HOFFMAN: As Jonah highlights, wildly improbable or even impossible to predict situations will occur. And there’s nothing wrong in looking back to the past for inspiration. But we also need to build the ability and agility into our organizations to adapt to novel situations.
When it comes to launching a new product or service, ask yourself: is there a fundamental problem with this idea? Or is there a mismatch in timing? Here’s Marc again.
ANDREESSEN: There’s always this question in my mind of whether you even want negative lessons from the past, because they might just mislead you in a negative way, where the right thing to do might just be to ignore all that and just try to do the new thing clean. And then a fair amount of time, it just works. And so I think this might be the, kind of, most magical aspect of entrepreneurial judgment, and I’m honestly not sure how to coach people on it.
HOFFMAN: Yeah. I have exactly the same point of view. And by the way, I also resemble some of the failures. I missed Square and Stripe because I had the experience with PayPal and went, “Oh, yeah, this is really hard and difficult and da, da, da,” and you’re like, “Oops.” Right?
HOFFMAN: As an investor.
HOFFMAN: The joke that I tell within Greylock is actually, in fact, I’m not our payments expert, I’m our payments idiot who will pass on the things that we should be thinking about in terms of the future of this.
HOFFMAN: Another thing I’m known for is my passion for harnessing the power of network effects. This is something that Marc also understands deeply. Which brings us to our next insight.
Number 3: Leverage your network to create the right timing.
ANDREESSEN: There’s this combination of psychology and sociology. The psychology is individual, so it’s like, is the individual customer unit of one going to buy this thing? And then there’s the sociological component, which is maybe more important, which is, is there going to be a large group of people who are going to do this?
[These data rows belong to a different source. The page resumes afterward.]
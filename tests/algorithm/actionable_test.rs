//! Tests for the need/capacity path on loaded fixture data

use crate::utils::{CAPACITY_CSV, NEED_CSV, close, write_fixture};
use mhgap::algorithm::prioritize::PRIORITY_EPSILON;
use mhgap::algorithm::{normalize_units, prioritize, priority_index, select_actionable_year};
use mhgap::dataset::{load_capacity, load_observations};
use mhgap::{AnalysisError, CapacityRecord, Observation};

fn load_fixtures() -> (Vec<Observation>, Vec<CapacityRecord>) {
    let dir = tempfile::tempdir().unwrap();
    let need_path = write_fixture(dir.path(), "need.csv", NEED_CSV);
    let capacity_path = write_fixture(dir.path(), "capacity.csv", CAPACITY_CSV);

    let need = normalize_units(&load_observations(&need_path).unwrap());
    let headline = need.into_iter().filter(|o| o.is_headline(None, Some("Percent"))).collect();
    (headline, load_capacity(&capacity_path).unwrap())
}

#[test]
fn test_need_is_rescaled_to_percent() {
    let (need, _) = load_fixtures();
    let chile_2017 = need
        .iter()
        .find(|o| o.location == "Chile" && o.year == Some(2017))
        .unwrap();
    assert!(close(chile_2017.value.unwrap(), 5.0));
    assert!(close(chile_2017.lower.unwrap(), 4.5));
    assert!(
        need.iter()
            .filter_map(|o| o.value)
            .all(|v| (0.0..=100.0).contains(&v))
    );
}

#[test]
fn test_actionable_year_skips_years_without_need() {
    let (need, capacity) = load_fixtures();
    // 2016 has the widest capacity coverage but no prevalence data
    assert_eq!(select_actionable_year(&need, &capacity).unwrap(), 2017);
    // Deterministic across calls
    assert_eq!(select_actionable_year(&need, &capacity).unwrap(), 2017);
}

#[test]
fn test_prioritization_on_fixtures() {
    let (need, capacity) = load_fixtures();
    let result = prioritize(&need, &capacity, 2017, 15);

    // Uruguay has zero capacity, Paraguay has no prevalence row
    let ranked: Vec<&str> = result.joined.iter().map(|r| r.location.as_str()).collect();
    assert_eq!(ranked, vec!["Bolivia", "Peru", "Chile"]);

    let bolivia = &result.joined[0];
    assert!(close(bolivia.priority_index, 3.0 / (0.2 + PRIORITY_EPSILON)));
    assert!(close(
        result.joined[2].priority_index,
        priority_index(5.0, 4.5)
    ));
    assert_eq!(result.top.len(), 3);
}

#[test]
fn test_disjoint_years_fail() {
    let need = vec![
        Observation::new("Chile", Some(2010), Some(5.0)),
        Observation::new("Chile", Some(2015), Some(5.0)),
    ];
    let capacity = vec![
        CapacityRecord::new("Chile", Some(2018), Some(4.0)),
        CapacityRecord::new("Chile", Some(2019), Some(4.0)),
    ];

    let err = select_actionable_year(&need, &capacity).unwrap_err();
    assert!(matches!(err, AnalysisError::NoOverlap { .. }));
    let message = err.to_string();
    assert!(message.contains("2010") && message.contains("2019"), "{message}");
}

#[test]
fn test_priority_index_reference_values() {
    assert!(close(priority_index(20.0, 0.0), 400.0));
    assert!((priority_index(20.0, 10.0) - 1.990).abs() < 1e-3);
}
//! Exploratory analysis of depression prevalence against psychiatrist capacity.
//!
//! Loads public-health CSV exports, normalizes prevalence units, and produces
//! a macro trend, an age/sex profile and a need-versus-capacity prioritization
//! rendered as charts.

pub mod algorithm;
pub mod config;
pub mod dataset;
pub mod error;
pub mod models;
pub mod pipeline;
pub mod report;
pub mod utils;

// Re-export the most common types for easier use
pub use config::{AnalysisConfig, OutputTargets};
pub use error::{AnalysisError, Result};
pub use models::{CapacityRecord, JoinedRecord, Observation, Sex};
pub use pipeline::{RunSummary, run, run_with_renderer};

// Arrow types
pub use arrow::record_batch::RecordBatch;
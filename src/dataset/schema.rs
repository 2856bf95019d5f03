//! Canonical dataset schemas and source column mapping
//!
//! Source CSV exports name their columns differently (`location_name`,
//! `Entity`, `val`, ...). Each canonical field lists the source names it
//! accepts; a mapped batch carries exactly the canonical fields, in canonical
//! order and with canonical types, so it can be deserialized with `serde_arrow`.

use std::collections::HashSet;
use std::sync::Arc;

use arrow::array::{ArrayRef, new_null_array};
use arrow::compute::cast;
use arrow::datatypes::{DataType, Field, Schema};
use arrow::record_batch::RecordBatch;
use itertools::Itertools;

use crate::error::{AnalysisError, Result};

/// One field of a canonical schema
#[derive(Debug, Clone)]
pub struct CanonicalField {
    /// Canonical column name
    pub name: &'static str,
    /// Canonical Arrow type the source column is cast to
    pub data_type: DataType,
    /// Accepted source names, compared lower-cased and trimmed
    pub aliases: &'static [&'static str],
    /// Fallback: first unclaimed source column whose name contains one of these
    pub contains: &'static [&'static str],
    /// Whether a batch without this column is rejected
    pub required: bool,
}

impl CanonicalField {
    const fn new(
        name: &'static str,
        data_type: DataType,
        aliases: &'static [&'static str],
        contains: &'static [&'static str],
        required: bool,
    ) -> Self {
        Self {
            name,
            data_type,
            aliases,
            contains,
            required,
        }
    }
}

const LOCATION_ALIASES: &[&str] = &["location", "location_name", "entity", "country"];
const YEAR_ALIASES: &[&str] = &["year", "year_id"];

/// Canonical layout of need and micro prevalence datasets
pub const OBSERVATION_FIELDS: &[CanonicalField] = &[
    CanonicalField::new("location", DataType::Utf8, LOCATION_ALIASES, &[], true),
    CanonicalField::new("year", DataType::Int32, YEAR_ALIASES, &[], true),
    CanonicalField::new("sex", DataType::Utf8, &["sex", "sex_name"], &[], false),
    CanonicalField::new("age", DataType::Utf8, &["age", "age_name", "age_group"], &[], false),
    CanonicalField::new("cause", DataType::Utf8, &["cause", "cause_name"], &[], false),
    CanonicalField::new("measure", DataType::Utf8, &["measure", "measure_name"], &[], false),
    CanonicalField::new("metric", DataType::Utf8, &["metric", "metric_name"], &[], false),
    CanonicalField::new(
        "value",
        DataType::Float64,
        &["value", "val"],
        &["prevalence", "share of population"],
        true,
    ),
    CanonicalField::new("lower", DataType::Float64, &["lower"], &[], false),
    CanonicalField::new("upper", DataType::Float64, &["upper"], &[], false),
];

/// Canonical layout of the psychiatrist capacity dataset
pub const CAPACITY_FIELDS: &[CanonicalField] = &[
    CanonicalField::new("location", DataType::Utf8, LOCATION_ALIASES, &[], true),
    CanonicalField::new("year", DataType::Int32, YEAR_ALIASES, &[], true),
    CanonicalField::new(
        "psy_per100k",
        DataType::Float64,
        &["psy_per100k"],
        &["psychiatrist"],
        true,
    ),
];

/// Arrow schema of a canonical layout
#[must_use]
pub fn canonical_schema(fields: &[CanonicalField]) -> Schema {
    Schema::new(
        fields
            .iter()
            .map(|f| Field::new(f.name, f.data_type.clone(), true))
            .collect::<Vec<_>>(),
    )
}

/// Find the source column index for every canonical field
///
/// Exact aliases are resolved for all fields before substring fallbacks, so a
/// fallback never steals a column another field names explicitly.
pub fn resolve_columns(source: &Schema, fields: &[CanonicalField]) -> Result<Vec<Option<usize>>> {
    let normalized: Vec<String> = source
        .fields()
        .iter()
        .map(|f| f.name().trim().to_lowercase())
        .collect();

    let mut claimed = HashSet::new();
    let mut resolved: Vec<Option<usize>> = fields
        .iter()
        .map(|field| {
            let idx = field
                .aliases
                .iter()
                .find_map(|alias| normalized.iter().position(|name| name == alias));
            if let Some(idx) = idx {
                claimed.insert(idx);
            }
            idx
        })
        .collect();

    for (field, slot) in fields.iter().zip(resolved.iter_mut()) {
        if slot.is_some() || field.contains.is_empty() {
            continue;
        }
        *slot = normalized.iter().enumerate().find_map(|(idx, name)| {
            (!claimed.contains(&idx) && field.contains.iter().any(|needle| name.contains(needle)))
                .then_some(idx)
        });
        if let Some(idx) = *slot {
            log::debug!("Using column '{}' as {}", source.field(idx).name(), field.name);
            claimed.insert(idx);
        }
    }

    if let Some(missing) = fields
        .iter()
        .zip(&resolved)
        .find(|(field, idx)| field.required && idx.is_none())
        .map(|(field, _)| field.name)
    {
        return Err(AnalysisError::Schema(format!(
            "Required column '{missing}' not found (available columns: {})",
            source.fields().iter().map(|f| f.name()).join(", ")
        )));
    }

    Ok(resolved)
}

/// Rename and cast a source batch onto a canonical layout
///
/// Optional fields missing from the source are filled with nulls. Cells that
/// cannot be cast to the canonical type become null.
pub fn map_to_canonical(batch: &RecordBatch, fields: &[CanonicalField]) -> Result<RecordBatch> {
    let schema = batch.schema();
    let resolved = resolve_columns(&schema, fields)?;

    let columns = fields
        .iter()
        .zip(resolved)
        .map(|(field, idx)| match idx {
            Some(idx) => cast(batch.column(idx), &field.data_type).map_err(AnalysisError::from),
            None => Ok(new_null_array(&field.data_type, batch.num_rows())),
        })
        .collect::<Result<Vec<ArrayRef>>>()?;

    Ok(RecordBatch::try_new(
        Arc::new(canonical_schema(fields)),
        columns,
    )?)
}
//! Shared utilities

pub mod logging;

pub use logging::{log_dropped, log_operation_complete, log_operation_start};
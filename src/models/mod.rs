//! Domain models for the need/capacity analysis
//!
//! Observations (prevalence), capacity records (psychiatrists per 100k) and
//! the records produced by joining the two.

pub mod capacity;
pub mod joined;
pub mod observation;
pub mod types;

// Re-export commonly used types
pub use capacity::CapacityRecord;
pub use joined::JoinedRecord;
pub use observation::Observation;
pub use types::{AgeBand, Sex};
//! Unit normalization for prevalence values
//!
//! Sources disagree on whether a "Percent" metric is stored as a fraction
//! (0-1) or as a percentage (0-100). The decision is made once per metric
//! collection and applied to every row of it, so an ambiguous row (exactly
//! 1.0, say) is never rescaled differently from its siblings.

use itertools::Itertools;

use crate::algorithm::statistics::max_value;
use crate::models::Observation;

/// Metric label token marking a percentage-type metric
pub const PERCENT_TOKEN: &str = "percent";

/// Scale factor from fraction to percentage
pub const PERCENT_SCALE: f64 = 100.0;

/// Whether a metric collection is stored as fractions
///
/// True when the label contains [`PERCENT_TOKEN`] (case-insensitive) and the
/// largest present value is at most 1.0. A collection without values is
/// never fractional.
#[must_use]
pub fn is_fractional(metric: Option<&str>, values: impl IntoIterator<Item = f64>) -> bool {
    let is_percent_metric =
        metric.is_some_and(|label| label.to_lowercase().contains(PERCENT_TOKEN));
    is_percent_metric && max_value(values).is_some_and(|max| max <= 1.0)
}

fn rescale(observation: &Observation) -> Observation {
    Observation {
        value: observation.value.map(|v| v * PERCENT_SCALE),
        lower: observation.lower.map(|v| v * PERCENT_SCALE),
        upper: observation.upper.map(|v| v * PERCENT_SCALE),
        ..observation.clone()
    }
}

/// Normalize one collection whose rows share the `metric` classifier
#[must_use]
pub fn normalize_collection(metric: Option<&str>, observations: &[Observation]) -> Vec<Observation> {
    if is_fractional(metric, observations.iter().filter_map(|o| o.value)) {
        log::info!(
            "Rescaling {} '{}' observations from fraction to percent",
            observations.len(),
            metric.unwrap_or_default()
        );
        observations.iter().map(rescale).collect()
    } else {
        observations.to_vec()
    }
}

/// Normalize a mixed dataset, deciding separately for each metric label
///
/// Each metric group goes through [`normalize_collection`]. Output order
/// matches input order.
#[must_use]
pub fn normalize_units(observations: &[Observation]) -> Vec<Observation> {
    let groups = observations
        .iter()
        .enumerate()
        .into_group_map_by(|(_, o)| o.metric.clone());

    let mut normalized: Vec<Option<Observation>> = vec![None; observations.len()];
    for (metric, members) in groups {
        let (positions, rows): (Vec<usize>, Vec<Observation>) = members
            .into_iter()
            .map(|(idx, o)| (idx, o.clone()))
            .unzip();
        for (idx, observation) in positions
            .into_iter()
            .zip(normalize_collection(metric.as_deref(), &rows))
        {
            normalized[idx] = Some(observation);
        }
    }
    normalized.into_iter().flatten().collect()
}
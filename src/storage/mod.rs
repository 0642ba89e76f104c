//! Storage module for persisting harvested items
//!
//! Every item lives in its own directory named by its identifier, holding a
//! JSON metadata document and one file per downloaded page image. The
//! presence of that directory is what marks an item as already harvested.

mod fs;
mod traits;

pub use fs::FsItemStore;
pub use traits::{ItemStore, StorageError, StorageResult};

use serde::{Deserialize, Serialize};
use serde_json::{Map, Value};

/// Key holding the page count in a metadata document
pub const PAGES_KEY: &str = "pages";

/// Key holding the source URL in a metadata document
pub const URL_KEY: &str = "url";

/// Key holding the UTC scrape timestamp in a metadata document
pub const SCRAPED_AT_KEY: &str = "datetime_scraped_at";

/// Metadata mapping of one item
///
/// String keys to heterogeneous JSON values. Serialized as a plain JSON
/// object; `pages` is the only key the harvester itself depends on.
#[derive(Debug, Clone, Default, PartialEq, Serialize, Deserialize)]
#[serde(transparent)]
pub struct ItemMetadata(Map<String, Value>);

impl ItemMetadata {
    pub fn new() -> Self {
        Self(Map::new())
    }

    /// Inserts or replaces a field
    pub fn insert(&mut self, key: impl Into<String>, value: impl Into<Value>) {
        self.0.insert(key.into(), value.into());
    }

    /// Returns a field, if present
    pub fn get(&self, key: &str) -> Option<&Value> {
        self.0.get(key)
    }

    /// Page count, if present and a positive integer
    pub fn pages(&self) -> Option<u32> {
        self.0
            .get(PAGES_KEY)
            .and_then(Value::as_u64)
            .filter(|pages| *pages > 0)
            .and_then(|pages| u32::try_from(pages).ok())
    }

    /// URL the metadata was extracted from
    pub fn url(&self) -> Option<&str> {
        self.0.get(URL_KEY).and_then(Value::as_str)
    }

    pub fn len(&self) -> usize {
        self.0.len()
    }

    pub fn is_empty(&self) -> bool {
        self.0.is_empty()
    }
}
//! Filesystem item store
//!
//! Metadata documents are pretty-printed UTF-8 JSON (two-space indentation,
//! non-ASCII text kept as-is).

use crate::storage::traits::{ItemStore, StorageError, StorageResult};
use crate::storage::ItemMetadata;
use std::path::{Path, PathBuf};

/// Item store rooted at a local directory
#[derive(Debug, Clone)]
pub struct FsItemStore {
    root: PathBuf,
    meta_file_name: String,
}

impl FsItemStore {
    /// Opens a store, creating `root` if it does not exist
    ///
    /// # Arguments
    ///
    /// * `root` - Directory holding one sub-directory per item
    /// * `meta_file_name` - File name of the metadata document (e.g. `meta.json`)
    pub fn open(root: impl Into<PathBuf>, meta_file_name: &str) -> StorageResult<Self> {
        let root = root.into();
        std::fs::create_dir_all(&root).map_err(|e| StorageError::io(&root, e))?;

        Ok(Self {
            root,
            meta_file_name: meta_file_name.to_string(),
        })
    }

    pub fn root(&self) -> &Path {
        &self.root
    }

    pub fn meta_file_name(&self) -> &str {
        &self.meta_file_name
    }

    fn ensure_dir(&self, id: u64) -> StorageResult<PathBuf> {
        let dir = self.item_dir(id);
        std::fs::create_dir_all(&dir).map_err(|e| StorageError::io(&dir, e))?;
        Ok(dir)
    }
}

impl ItemStore for FsItemStore {
    fn item_dir(&self, id: u64) -> PathBuf {
        self.root.join(id.to_string())
    }

    fn save_metadata(&self, id: u64, metadata: &ItemMetadata) -> StorageResult<PathBuf> {
        let dir = self.ensure_dir(id)?;
        let path = dir.join(&self.meta_file_name);

        let json = serde_json::to_string_pretty(metadata)?;
        std::fs::write(&path, json).map_err(|e| StorageError::io(&path, e))?;

        tracing::debug!("Saved metadata for #{} to {}", id, path.display());
        Ok(dir)
    }

    fn save_page(&self, id: u64, file_name: &str, bytes: &[u8]) -> StorageResult<PathBuf> {
        if !is_plain_file_name(file_name) || file_name == self.meta_file_name {
            return Err(StorageError::InvalidFileName(file_name.to_string()));
        }

        let dir = self.ensure_dir(id)?;
        let path = dir.join(file_name);
        std::fs::write(&path, bytes).map_err(|e| StorageError::io(&path, e))?;
        Ok(path)
    }
}

/// A single path component that cannot escape the item directory
fn is_plain_file_name(name: &str) -> bool {
    !name.is_empty()
        && name != "."
        && name != ".."
        && !name.contains('/')
        && !name.contains('\\')
}

#[cfg(test)]
mod tests {
    use super::*;
    use crate::storage::PAGES_KEY;
    use tempfile::TempDir;

    fn create_store() -> (TempDir, FsItemStore) {
        let temp = TempDir::new().unwrap();
        let store = FsItemStore::open(temp.path().join("catalog"), "meta.json").unwrap();
        (temp, store)
    }

    #[test]
    fn test_open_creates_root() {
        let (_temp, store) = create_store();
        assert!(store.root().is_dir());
    }

    #[test]
    fn test_exists_follows_directory() {
        let (_temp, store) = create_store();
        assert!(!store.exists(42));

        std::fs::create_dir_all(store.item_dir(42)).unwrap();
        assert!(store.exists(42));
    }

    #[test]
    fn test_metadata_written_readable() {
        let (_temp, store) = create_store();
        let mut meta = ItemMetadata::new();
        meta.insert(PAGES_KEY, 3);
        meta.insert("title", "東方 ポスター");

        let dir = store.save_metadata(42, &meta).unwrap();
        assert_eq!(dir, store.item_dir(42));

        let text = std::fs::read_to_string(dir.join("meta.json")).unwrap();
        assert!(text.contains("東方 ポスター"), "non-ASCII must not be escaped");
        assert!(text.contains("\n  \""), "expected two-space indentation");

        let back: ItemMetadata = serde_json::from_str(&text).unwrap();
        assert_eq!(back, meta);
    }

    #[test]
    fn test_save_page() {
        let (_temp, store) = create_store();
        let path = store.save_page(7, "1.jpg", b"jpeg bytes").unwrap();
        assert_eq!(path, store.item_dir(7).join("1.jpg"));
        assert_eq!(std::fs::read(path).unwrap(), b"jpeg bytes");
    }

    #[test]
    fn test_save_page_rejects_escaping_names() {
        let (_temp, store) = create_store();
        for name in ["", "..", "../1.jpg", "a/b.jpg", "meta.json"] {
            assert!(
                matches!(
                    store.save_page(7, name, b"x"),
                    Err(StorageError::InvalidFileName(_))
                ),
                "accepted {:?}",
                name
            );
        }
    }
}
Because they’re literally feeding off each other. They’re watching each other’s decision-making process. And of course this is incredibly important obviously for anything that involves network effects, where you actually need, where an N of one doesn’t help you, you need a million or something.
HOFFMAN: Understanding how network effects can be harnessed can let you make it the right time for your product.
ANDREESSEN: The best entrepreneurs, they’ve got theories, they’ve got frameworks, they’ve got plans, they’ve got some way to get to market and so forth, and that’s all important, but I think they also need a very deep, intuitive sense of the market, and I think, again, that’s a hard thing to teach.
HOFFMAN: It might be hard to teach, but it’s seen time and time again in almost every industry. Hollywood is an industry in which timing is crucial, but complicated by many factors, not least the sheer volume of unproduced scripts. It’s a problem that Franklin Leonard set out to fix as a junior executive in Hollywood, tasked with sifting through hundreds of scripts.
FRANKLIN LEONARD: I sort of said, “You know what? Let me try to take a systemic approach to solving the problem of finding good screenplays.” I literally went through my calendar, and I made a list of everyone I had had breakfast, lunch, dinner, or drinks with. If they had a job similar to mine, I sent them an email anonymously and said, “Send me a list of your 10 favorite unproduced screenplays. In exchange, I’ll share with you the combined list.”
I think the first list was 93 votes. Very small data set, right? I ran the votes through a pivot table, output it to PowerPoint, slapped a quasi-subversive name on it, and sent it out anonymously. And went on vacation.
Check my email at the hotel business center, a week in, and it had been forwarded back to me 75 times. When I got back to Los Angeles, I’d go to industry events, “Oh, where’d this thing, the Black List, the scripts on it are really good. Where’d it come from?”
I get a phone call from an agent who was pitching me on a client.
AGENT: Hey, I have this new client, I love his script. I’m pretty sure Leo is going to want to do it as his next movie. I already sent it to Brad Pitt’s company. So you should probably read it tonight.
LEONARD: The standard agency spiel. But this one ended differently.
LEONARD: And I remember sitting in my office on Sunset and looking out the window trying to process what this guy had just said because I had made the Black List. It’s a survey, so the notion of “I have on good authority that this is going to be number one” is just a bold-faced lie. Right?
But it was also a simultaneous realization that, “Wait a minute, this thing that I created just to find good scripts for myself apparently has more value than I anticipated.” Because if this agent is out here calling random people, and for all he knows I am a random person, saying…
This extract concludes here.